What Could Happen Following This Trend?
The Dark Storm group is now targeting organizations across the Western world, as well as critical infrastructure in the United States, Israel, Ukraine, and the UAE. These attacks highlight a growing threat landscape where transportation and logistical networks, from aviation to railways, are prime targets, as seen in the recent breach of Italy’s national railway system via a global IT provider.

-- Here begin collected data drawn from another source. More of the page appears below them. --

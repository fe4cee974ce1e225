//! Profile configuration for junosync.
//!
//! TOML profiles, credential resolution (env + keyring + plaintext),
//! and translation to `junosync_core::DeviceConfig`. The CLI layers its
//! flag overrides on top of what this crate resolves.

use std::collections::HashMap;
use std::path::{Path, PathBuf};
use std::time::Duration;

use directories::ProjectDirs;
use figment::{
    Figment,
    providers::{Env, Format, Serialized, Toml},
};
use secrecy::SecretString;
use serde::{Deserialize, Serialize};
use thiserror::Error;

use junosync_api::ApiFlavor;
use junosync_core::{AuthCredentials, DeviceConfig, TlsVerification, TunnelUnitStrategy};

/// Keyring service under which profile passwords are stored.
pub const KEYRING_SERVICE: &str = "junosync";

// ── Error ───────────────────────────────────────────────────────────

#[derive(Debug, Error)]
pub enum ConfigError {
    #[error("invalid {field}: {reason}")]
    Validation { field: String, reason: String },

    #[error("no credentials configured for profile '{profile}'")]
    NoCredentials { profile: String },

    #[error("failed to serialize config: {0}")]
    Serialization(#[from] toml::ser::Error),

    #[error("config loading failed: {0}")]
    Figment(Box<figment::Error>),

    #[error("IO error: {0}")]
    Io(#[from] std::io::Error),
}

impl From<figment::Error> for ConfigError {
    fn from(err: figment::Error) -> Self {
        Self::Figment(Box::new(err))
    }
}

// ── TOML config structs ─────────────────────────────────────────────

/// Top-level contents of `config.toml`.
#[derive(Debug, Deserialize, Serialize)]
pub struct Config {
    /// Profile used when `--profile` is not given.
    pub default_profile: Option<String>,

    #[serde(default)]
    pub defaults: Defaults,

    /// Named device profiles.
    #[serde(default)]
    pub profiles: HashMap<String, Profile>,
}

impl Default for Config {
    fn default() -> Self {
        Self {
            default_profile: Some("default".into()),
            defaults: Defaults::default(),
            profiles: HashMap::new(),
        }
    }
}

#[derive(Debug, Deserialize, Serialize)]
pub struct Defaults {
    #[serde(default = "default_output")]
    pub output: String,

    #[serde(default)]
    pub insecure: bool,

    /// Per-request timeout, seconds.
    #[serde(default = "default_timeout")]
    pub timeout: u64,

    /// Settle delay after each remote command, milliseconds.
    #[serde(default = "default_command_delay_ms")]
    pub command_delay_ms: u64,

    /// Sleep between configuration lock attempts, seconds.
    #[serde(default = "default_lock_poll_interval")]
    pub lock_poll_interval: u64,
}

impl Default for Defaults {
    fn default() -> Self {
        Self {
            output: default_output(),
            insecure: false,
            timeout: default_timeout(),
            command_delay_ms: default_command_delay_ms(),
            lock_poll_interval: default_lock_poll_interval(),
        }
    }
}

fn default_output() -> String {
    "yaml".into()
}
fn default_timeout() -> u64 {
    DeviceConfig::DEFAULT_TIMEOUT.as_secs()
}
fn default_command_delay_ms() -> u64 {
    100
}
fn default_lock_poll_interval() -> u64 {
    DeviceConfig::DEFAULT_LOCK_POLL_INTERVAL.as_secs()
}

/// A named device profile.
#[derive(Debug, Default, Deserialize, Serialize)]
pub struct Profile {
    /// Management API root (e.g., "https://fw1.example.net:3443").
    pub host: String,

    pub username: Option<String>,

    /// Password (plaintext; prefer keyring or env var).
    pub password: Option<String>,

    /// Environment variable name containing the password.
    pub password_env: Option<String>,

    /// "onbox" (default) or "proxied".
    pub api_flavor: Option<String>,

    /// Path to custom CA certificate.
    pub ca_cert: Option<PathBuf>,

    pub insecure: Option<bool>,

    pub timeout: Option<u64>,

    pub command_delay_ms: Option<u64>,

    pub lock_poll_interval: Option<u64>,

    /// Group applied to deleted physical interfaces instead of the
    /// `description NC` + `disable` placeholder.
    pub group_interface_delete: Option<String>,

    pub tunnel_unit_strategy: Option<TunnelUnitStrategy>,

    /// Log message attached to every commit.
    pub commit_comment: Option<String>,
}

// ── Config file path ────────────────────────────────────────────────

/// Resolve the config file path via XDG / platform conventions.
pub fn config_path() -> PathBuf {
    ProjectDirs::from("net", "junosync", "junosync").map_or_else(
        || {
            let mut p = dirs_fallback();
            p.push("config.toml");
            p
        },
        |dirs| dirs.config_dir().join("config.toml"),
    )
}

fn dirs_fallback() -> PathBuf {
    let mut p = PathBuf::from(std::env::var("HOME").unwrap_or_else(|_| ".".into()));
    p.push(".config");
    p.push("junosync");
    p
}

// ── Config loading ──────────────────────────────────────────────────

/// Load the full Config from the canonical file + environment.
pub fn load_config() -> Result<Config, ConfigError> {
    load_config_from(&config_path())
}

/// Load from an explicit file, then overlay `JUNOSYNC_` variables.
///
/// Nested keys use a double underscore: `JUNOSYNC_DEFAULTS__TIMEOUT=5`.
pub fn load_config_from(path: &Path) -> Result<Config, ConfigError> {
    let figment = Figment::new()
        .merge(Serialized::defaults(Config::default()))
        .merge(Toml::file(path))
        .merge(Env::prefixed("JUNOSYNC_").split("__"));

    let config: Config = figment.extract()?;
    Ok(config)
}

/// Load config, returning a default if the file doesn't exist.
pub fn load_config_or_default() -> Config {
    load_config().unwrap_or_default()
}

// ── Config saving ───────────────────────────────────────────────────

/// Serialize config to TOML and write to the canonical config path.
pub fn save_config(cfg: &Config) -> Result<(), ConfigError> {
    save_config_to(cfg, &config_path())
}

pub fn save_config_to(cfg: &Config, path: &Path) -> Result<(), ConfigError> {
    if let Some(parent) = path.parent() {
        std::fs::create_dir_all(parent)?;
    }
    let toml_str = toml::to_string_pretty(cfg)?;
    std::fs::write(path, toml_str)?;
    Ok(())
}

// ── Credential resolution ───────────────────────────────────────────

/// Keyring account holding a profile's password.
pub fn keyring_account(profile_name: &str) -> String {
    format!("{profile_name}/password")
}

/// Resolve the username: profile, then `JUNOSYNC_USERNAME`.
pub fn resolve_username(profile: &Profile, profile_name: &str) -> Result<String, ConfigError> {
    profile
        .username
        .clone()
        .or_else(|| std::env::var("JUNOSYNC_USERNAME").ok())
        .ok_or_else(|| ConfigError::NoCredentials {
            profile: profile_name.into(),
        })
}

/// Resolve the password from the credential chain.
pub fn resolve_password(
    profile: &Profile,
    profile_name: &str,
) -> Result<SecretString, ConfigError> {
    // 1. Profile's password_env, then the global variable
    if let Some(ref env_name) = profile.password_env {
        if let Ok(val) = std::env::var(env_name) {
            return Ok(SecretString::from(val));
        }
    }
    if let Ok(val) = std::env::var("JUNOSYNC_PASSWORD") {
        return Ok(SecretString::from(val));
    }

    // 2. System keyring
    if let Ok(entry) = keyring::Entry::new(KEYRING_SERVICE, &keyring_account(profile_name)) {
        if let Ok(secret) = entry.get_password() {
            return Ok(SecretString::from(secret));
        }
    }

    // 3. Plaintext in config
    if let Some(ref pw) = profile.password {
        return Ok(SecretString::from(pw.clone()));
    }

    Err(ConfigError::NoCredentials {
        profile: profile_name.into(),
    })
}

pub fn resolve_auth(profile: &Profile, profile_name: &str) -> Result<AuthCredentials, ConfigError> {
    let username = resolve_username(profile, profile_name)?;
    let password = resolve_password(profile, profile_name)?;
    Ok(AuthCredentials { username, password })
}

/// Parse the profile's host into a URL.
pub fn profile_url(profile: &Profile) -> Result<url::Url, ConfigError> {
    profile.host.parse().map_err(|_| ConfigError::Validation {
        field: "host".into(),
        reason: format!("invalid URL: {}", profile.host),
    })
}

pub fn profile_flavor(profile: &Profile) -> Result<ApiFlavor, ConfigError> {
    match profile.api_flavor.as_deref() {
        None => Ok(ApiFlavor::default()),
        Some(raw) => raw.parse().map_err(|_| ConfigError::Validation {
            field: "api_flavor".into(),
            reason: format!("expected 'onbox' or 'proxied', got '{raw}'"),
        }),
    }
}

/// Build a `DeviceConfig` from a profile, falling back to `defaults`
/// for every tuning knob the profile leaves unset.
pub fn profile_to_device_config(
    profile: &Profile,
    profile_name: &str,
    defaults: &Defaults,
) -> Result<DeviceConfig, ConfigError> {
    let auth = resolve_auth(profile, profile_name)?;
    device_config_with_auth(profile, defaults, auth)
}

/// Like [`profile_to_device_config`], with credentials resolved elsewhere.
pub fn device_config_with_auth(
    profile: &Profile,
    defaults: &Defaults,
    auth: AuthCredentials,
) -> Result<DeviceConfig, ConfigError> {
    let url = profile_url(profile)?;
    let mut config = DeviceConfig::new(url, auth);

    config.tls = if profile.insecure.unwrap_or(defaults.insecure) {
        TlsVerification::DangerAcceptInvalid
    } else if let Some(ref ca_path) = profile.ca_cert {
        TlsVerification::CustomCa(ca_path.clone())
    } else {
        TlsVerification::SystemDefaults
    };
    config.flavor = profile_flavor(profile)?;
    config.timeout = Duration::from_secs(profile.timeout.unwrap_or(defaults.timeout));
    config.command_delay =
        Duration::from_millis(profile.command_delay_ms.unwrap_or(defaults.command_delay_ms));
    config.lock_poll_interval = Duration::from_secs(
        profile
            .lock_poll_interval
            .unwrap_or(defaults.lock_poll_interval),
    );
    config.group_interface_delete = profile
        .group_interface_delete
        .clone()
        .filter(|g| !g.is_empty());
    config.tunnel_unit_strategy = profile.tunnel_unit_strategy.unwrap_or_default();
    config.commit_comment = profile.commit_comment.clone().filter(|c| !c.is_empty());

    Ok(config)
}

#[cfg(test)]
#[allow(clippy::unwrap_used)]
mod tests {
    use pretty_assertions::assert_eq;
    use secrecy::ExposeSecret;

    use super::*;

    const SAMPLE: &str = r#"
default_profile = "lab"

[defaults]
timeout = 20

[profiles.lab]
host = "https://fw1.lab.example:3443"
username = "automation"
password = "s3cret"
api_flavor = "proxied"
insecure = true
group_interface_delete = "disabled-ports"
tunnel_unit_strategy = "absent"
commit_comment = "managed by junosync"
"#;

    fn load_sample() -> Config {
        let dir = tempfile::tempdir().unwrap();
        let path = dir.path().join("config.toml");
        std::fs::write(&path, SAMPLE).unwrap();
        load_config_from(&path).unwrap()
    }

    #[test]
    fn missing_file_yields_defaults() {
        let dir = tempfile::tempdir().unwrap();
        let cfg = load_config_from(&dir.path().join("absent.toml")).unwrap();
        assert_eq!(cfg.default_profile.as_deref(), Some("default"));
        assert_eq!(cfg.defaults.timeout, 60);
        assert_eq!(cfg.defaults.lock_poll_interval, 10);
        assert!(cfg.profiles.is_empty());
    }

    #[test]
    fn profile_fields_are_loaded() {
        let cfg = load_sample();
        assert_eq!(cfg.default_profile.as_deref(), Some("lab"));
        assert_eq!(cfg.defaults.timeout, 20);
        assert_eq!(cfg.defaults.command_delay_ms, 100);

        let lab = &cfg.profiles["lab"];
        assert_eq!(lab.host, "https://fw1.lab.example:3443");
        assert_eq!(lab.tunnel_unit_strategy, Some(TunnelUnitStrategy::Absent));
    }

    #[test]
    fn profile_translates_to_device_config() {
        let cfg = load_sample();
        let device = profile_to_device_config(&cfg.profiles["lab"], "lab", &cfg.defaults).unwrap();

        assert_eq!(device.url.as_str(), "https://fw1.lab.example:3443/");
        assert_eq!(device.auth.username, "automation");
        assert_eq!(device.tls, TlsVerification::DangerAcceptInvalid);
        assert_eq!(device.flavor, ApiFlavor::Proxied);
        assert_eq!(device.timeout, Duration::from_secs(20));
        assert_eq!(device.command_delay, Duration::from_millis(100));
        assert_eq!(device.group_interface_delete.as_deref(), Some("disabled-ports"));
        assert_eq!(device.tunnel_unit_strategy, TunnelUnitStrategy::Absent);
        assert_eq!(device.commit_comment.as_deref(), Some("managed by junosync"));
    }

    #[test]
    fn plaintext_password_is_the_last_resort() {
        let profile = Profile {
            host: "https://fw1".into(),
            username: Some("ops".into()),
            password: Some("from-file".into()),
            ..Profile::default()
        };
        let secret = resolve_password(&profile, "junosync-test-no-keyring-entry").unwrap();
        if std::env::var("JUNOSYNC_PASSWORD").is_err() {
            assert_eq!(secret.expose_secret(), "from-file");
        }
    }

    #[test]
    fn bad_values_are_validation_errors() {
        let profile = Profile {
            host: "not a url".into(),
            api_flavor: Some("netconf".into()),
            ..Profile::default()
        };
        assert!(matches!(
            profile_url(&profile),
            Err(ConfigError::Validation { ref field, .. }) if field == "host"
        ));
        assert!(matches!(
            profile_flavor(&profile),
            Err(ConfigError::Validation { ref field, .. }) if field == "api_flavor"
        ));
    }

    #[test]
    fn config_round_trips_through_toml() {
        let cfg = load_sample();
        let dir = tempfile::tempdir().unwrap();
        let path = dir.path().join("nested").join("config.toml");
        save_config_to(&cfg, &path).unwrap();
        let reloaded = load_config_from(&path).unwrap();
        assert_eq!(reloaded.profiles["lab"].username.as_deref(), Some("automation"));
        assert_eq!(reloaded.defaults.timeout, 20);
    }
}
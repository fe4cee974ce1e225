// ── Device session ──
//
// One session per operation: a connected channel, the context derived
// from the device's facts, and a handle on the device's read guard. The
// channel is not reentrant, so every command goes through `&self` methods
// that also apply the settle delay.

use std::sync::Arc;
use std::time::Duration;

use junosync_api::CommandChannel;
use tokio::sync::MutexGuard;
use tracing::{debug, warn};

use crate::config::DeviceConfig;
use crate::context::DeviceContext;
use crate::error::CoreError;
use crate::guard::ReadGuard;

pub struct Session {
    channel: Arc<dyn CommandChannel>,
    context: DeviceContext,
    guard: ReadGuard,
    command_delay: Duration,
}

impl Session {
    /// Wrap a connected channel, fetching the device's facts. The channel
    /// is closed if that fails.
    pub async fn open(
        channel: Arc<dyn CommandChannel>,
        config: &DeviceConfig,
        guard: ReadGuard,
    ) -> Result<Self, CoreError> {
        let facts = match channel.facts().await {
            Ok(facts) => facts,
            Err(e) => {
                if let Err(close) = channel.close().await {
                    warn!(error = %close, "failed to close session");
                }
                return Err(e.into());
            }
        };
        let context = DeviceContext::new(&facts, config);
        debug!(
            host = %facts.hostname,
            platform = %context.platform,
            "session opened"
        );
        Ok(Self {
            channel,
            context,
            guard,
            command_delay: config.command_delay,
        })
    }

    /// Session over a channel with an explicit context (no facts round-trip).
    pub fn with_context(
        channel: Arc<dyn CommandChannel>,
        context: DeviceContext,
        guard: ReadGuard,
        command_delay: Duration,
    ) -> Self {
        Self {
            channel,
            context,
            guard,
            command_delay,
        }
    }

    pub fn context(&self) -> &DeviceContext {
        &self.context
    }

    pub(crate) fn channel(&self) -> &dyn CommandChannel {
        self.channel.as_ref()
    }

    /// Enter the read guard.
    pub async fn reader(&self) -> Reader<'_> {
        Reader {
            session: self,
            _permit: self.guard.acquire().await,
        }
    }

    /// Device-side pacing after each remote command.
    pub(crate) async fn settle(&self) {
        if !self.command_delay.is_zero() {
            tokio::time::sleep(self.command_delay).await;
        }
    }

    /// Tear down the channel. Errors are logged, never surfaced.
    pub async fn close(self) {
        if let Err(e) = self.channel.close().await {
            warn!(error = %e, "failed to close session");
        }
        debug!("session closed");
    }
}

/// Read access to the device while holding the read guard.
pub struct Reader<'a> {
    session: &'a Session,
    _permit: MutexGuard<'a, ()>,
}

impl Reader<'_> {
    pub fn context(&self) -> &DeviceContext {
        &self.session.context
    }

    /// Run an inspection command.
    pub async fn query(&mut self, command: &str) -> Result<String, CoreError> {
        debug!(command, "query");
        let out = self.session.channel.query(command).await;
        self.session.settle().await;
        Ok(out?)
    }

    /// Relative set-form dump of a scope.
    pub async fn dump(&mut self, scope: &str) -> Result<String, CoreError> {
        self.query(&format!("show configuration {scope} | display set relative"))
            .await
    }

    /// `true` if the physical port behind `interface` exists in hardware.
    pub async fn interface_present(&mut self, interface: &str) -> Result<bool, CoreError> {
        let physical = interface.split('.').next().unwrap_or(interface);
        let rpc = format!(
            "<get-interface-information><interface-name>{physical}</interface-name><terse/></get-interface-information>"
        );
        debug!(interface = physical, "probe hardware");
        let reply = self.session.channel.query_structured(&rpc).await;
        self.session.settle().await;
        Ok(reply?.contains("<physical-interface"))
    }
}
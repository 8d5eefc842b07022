//! Configuration management for blitz.
//!
//! This module handles loading configuration and the stored token from `~/.blitz/`.

mod credentials;
mod paths;
mod settings;

pub use credentials::TokenStore;
pub use paths::Paths;
pub use settings::{ApiConfig, Config, DemoConfig, FocusConfig, GeneralConfig, SyncConfig};
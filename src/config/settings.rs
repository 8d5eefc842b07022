//! Configuration settings for blitz.
//!
//! Settings are loaded from `~/.blitz/config.yaml`.

use serde::{Deserialize, Serialize};

use crate::api::SessionMode;
use crate::cli::args::OutputFormat;
use crate::config::Paths;
use crate::error::BlitzError;

/// Main configuration structure.
#[derive(Debug, Clone, Serialize, Deserialize, Default)]
#[serde(default)]
pub struct Config {
    /// General settings.
    pub general: GeneralConfig,
    /// Remote API settings.
    pub api: ApiConfig,
    /// Focus timer settings.
    pub focus: FocusConfig,
    /// Retry settings for session boundary calls.
    pub sync: SyncConfig,
    /// Demo identity used by `blitz login --demo`.
    pub demo: DemoConfig,
}

/// General application settings.
#[derive(Debug, Clone, Serialize, Deserialize)]
#[serde(default)]
pub struct GeneralConfig {
    /// Default output format.
    #[serde(default = "default_output_format")]
    pub default_output: OutputFormat,
}

/// Remote API settings.
#[derive(Debug, Clone, Serialize, Deserialize)]
#[serde(default)]
pub struct ApiConfig {
    /// Base URL of the BlitzNow backend.
    #[serde(default = "default_base_url")]
    pub base_url: String,
    /// Request timeout in seconds.
    #[serde(default = "default_timeout_secs")]
    pub timeout_secs: u64,
}

/// Focus timer settings.
#[derive(Debug, Clone, Serialize, Deserialize)]
#[serde(default)]
pub struct FocusConfig {
    /// Pomodoro duration in minutes.
    #[serde(default = "default_pomodoro_minutes")]
    pub pomodoro_minutes: u32,
    /// Mode the timer starts in.
    #[serde(default)]
    pub default_mode: SessionMode,
    /// Close the session as soon as a pomodoro runs out.
    #[serde(default)]
    pub auto_stop: bool,
}

/// Retry settings for session start/stop requests.
#[derive(Debug, Clone, Serialize, Deserialize)]
#[serde(default)]
pub struct SyncConfig {
    /// Attempts per request, including the first.
    #[serde(default = "default_max_attempts")]
    pub max_attempts: u32,
    /// Delay before the first retry; doubled for each later one.
    #[serde(default = "default_retry_delay_ms")]
    pub retry_delay_ms: u64,
}

/// Demo identity.
#[derive(Debug, Clone, Serialize, Deserialize)]
#[serde(default)]
pub struct DemoConfig {
    #[serde(default = "default_demo_name")]
    pub name: String,
    #[serde(default = "default_demo_email")]
    pub email: String,
    #[serde(default = "default_demo_password")]
    pub password: String,
}

// Default value functions for serde
const fn default_output_format() -> OutputFormat {
    OutputFormat::Pretty
}

fn default_base_url() -> String {
    "http://localhost:8000".to_string()
}

const fn default_timeout_secs() -> u64 {
    10
}

const fn default_pomodoro_minutes() -> u32 {
    25
}

const fn default_max_attempts() -> u32 {
    3
}

const fn default_retry_delay_ms() -> u64 {
    500
}

fn default_demo_name() -> String {
    "Demo".to_string()
}

fn default_demo_email() -> String {
    "demo@blitz.local".to_string()
}

fn default_demo_password() -> String {
    "demo12345".to_string()
}

impl Default for GeneralConfig {
    fn default() -> Self {
        Self {
            default_output: default_output_format(),
        }
    }
}

impl Default for ApiConfig {
    fn default() -> Self {
        Self {
            base_url: default_base_url(),
            timeout_secs: default_timeout_secs(),
        }
    }
}

impl Default for FocusConfig {
    fn default() -> Self {
        Self {
            pomodoro_minutes: default_pomodoro_minutes(),
            default_mode: SessionMode::default(),
            auto_stop: false,
        }
    }
}

impl FocusConfig {
    /// Pomodoro length in seconds.
    #[must_use]
    pub fn pomodoro_seconds(&self) -> u64 {
        u64::from(self.pomodoro_minutes) * 60
    }
}

impl Default for SyncConfig {
    fn default() -> Self {
        Self {
            max_attempts: default_max_attempts(),
            retry_delay_ms: default_retry_delay_ms(),
        }
    }
}

impl Default for DemoConfig {
    fn default() -> Self {
        Self {
            name: default_demo_name(),
            email: default_demo_email(),
            password: default_demo_password(),
        }
    }
}

impl Config {
    /// Load configuration from the default path.
    ///
    /// If the config file doesn't exist, returns default configuration.
    ///
    /// # Errors
    ///
    /// Returns an error if the config file exists but cannot be parsed.
    pub fn load() -> Result<Self, BlitzError> {
        let paths = Paths::new()?;
        Self::load_from_path(&paths.config_file)
    }

    /// Load configuration from a specific path.
    ///
    /// If the config file doesn't exist, returns default configuration.
    ///
    /// # Errors
    ///
    /// Returns an error if the config file exists but cannot be parsed or is invalid.
    pub fn load_from_path(path: &std::path::Path) -> Result<Self, BlitzError> {
        if !path.exists() {
            return Ok(Self::default());
        }

        let contents = std::fs::read_to_string(path).map_err(|e| {
            BlitzError::Config(format!(
                "Failed to read config file {}: {e}",
                path.display()
            ))
        })?;

        let config: Self = serde_yaml::from_str(&contents).map_err(|e| {
            BlitzError::Config(format!(
                "Failed to parse config file {}: {e}",
                path.display()
            ))
        })?;

        config.validate()?;
        Ok(config)
    }

    /// Reject values the timer cannot work with.
    ///
    /// # Errors
    ///
    /// Returns an error describing the first invalid value.
    pub fn validate(&self) -> Result<(), BlitzError> {
        if self.focus.pomodoro_minutes == 0 {
            return Err(BlitzError::Config(
                "focus.pomodoro_minutes must be at least 1".to_string(),
            ));
        }
        if self.api.base_url.trim().is_empty() {
            return Err(BlitzError::Config("api.base_url must not be empty".to_string()));
        }
        Ok(())
    }

    /// Save configuration to a specific path.
    ///
    /// # Errors
    ///
    /// Returns an error if the config file cannot be written.
    pub fn save_to_path(&self, path: &std::path::Path) -> Result<(), BlitzError> {
        let contents = serde_yaml::to_string(self)
            .map_err(|e| BlitzError::Config(format!("Failed to serialize config: {e}")))?;

        std::fs::write(path, contents).map_err(|e| {
            BlitzError::Config(format!(
                "Failed to write config file {}: {e}",
                path.display()
            ))
        })
    }
}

Now, with this attack against airports in the UK, Dark Storm’s motives and targets are becoming much clearer. It appears that they are purposely targeting key critical infrastructures and sending notes about their geopolitical positions.
Dark Storm does not merely target ideological beliefs anymore; they also offer DDoS as a service and attack large organizations of other industries by using large databases that have been provided for them to profit from using cyber tools.
This blurring of hacktivism and for-profit cybercrime reflects a broader global trend of digital offenses, which also includes sophisticated, purely financial schemes like the Burma-based crypto scam recently targeted by the US Justice Department.
Security analysts estimated that the average number of cyberattacks on organizations in the USA was approximately 1,323 per week in February of 2025. Hacktivists have targeted the media and entertainment industries more frequently than many other sectors, raising questions about the resilience of digital infrastructure.
With Dark Storm’s resurgence in targeting government, aviation, defence, and logistical organisations, it has highlighted the urgent need for all organisations to take a serious look at their cybersecurity policies.
All organisations should introduce appropriate preventive measures, including comprehensive threat detection tools, real-time response plans, and effective DDoS prevention mechanisms.
The warning is clear that our critical infrastructure is still susceptible to attacks and that hacktivist organisations are becoming more skilled at determining which organisations they will attack and how.